--- TASK TO COMPLETE ---
Each record below needs to be written out exactly as it appears.

*****

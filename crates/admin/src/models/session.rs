//! Request identity and session-stored state.

use serde::{Deserialize, Serialize};

use stockroom_core::{Email, UserId};

/// The authenticated caller, rebuilt from a verified token on each request.
#[derive(Debug, Clone, PartialEq, Eq, Serialize, Deserialize)]
pub struct CurrentUser {
    /// User's database ID.
    pub id: UserId,
    /// User's email address.
    pub email: Email,
}

/// OAuth `state` issued by `/ebay/connect`, checked by the callback.
#[derive(Debug, Clone, Serialize, Deserialize)]
pub struct EbayOAuthState {
    pub state: String,
    pub user_id: UserId,
}

/// Session keys.
pub mod session_keys {
    /// Key for the pending eBay OAuth state.
    pub const EBAY_OAUTH_STATE: &str = "ebay_oauth_state";
}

*****

--- TASK SOLUTION ---
filename crates/admin/src/models/session.rs
//! Request identity and session-stored state.

use serde::{Deserialize, Serialize};

use stockroom_core::{Email, UserId};

/// The authenticated caller, rebuilt from a verified token on each request.
#[derive(Debug, Clone, PartialEq, Eq, Serialize, Deserialize)]
pub struct CurrentUser {
    /// User's database ID.
    pub id: UserId,
    /// User's email address.
    pub email: Email,
}

/// OAuth `state` issued by `/ebay/connect`, checked by the callback.
#[derive(Debug, Clone, Serialize, Deserialize)]
pub struct EbayOAuthState {
    pub state: String,
    pub user_id: UserId,
}

/// Session keys.
pub mod session_keys {
    /// Key for the pending eBay OAuth state.
    pub const EBAY_OAUTH_STATE: &str = "ebay_oauth_state";
}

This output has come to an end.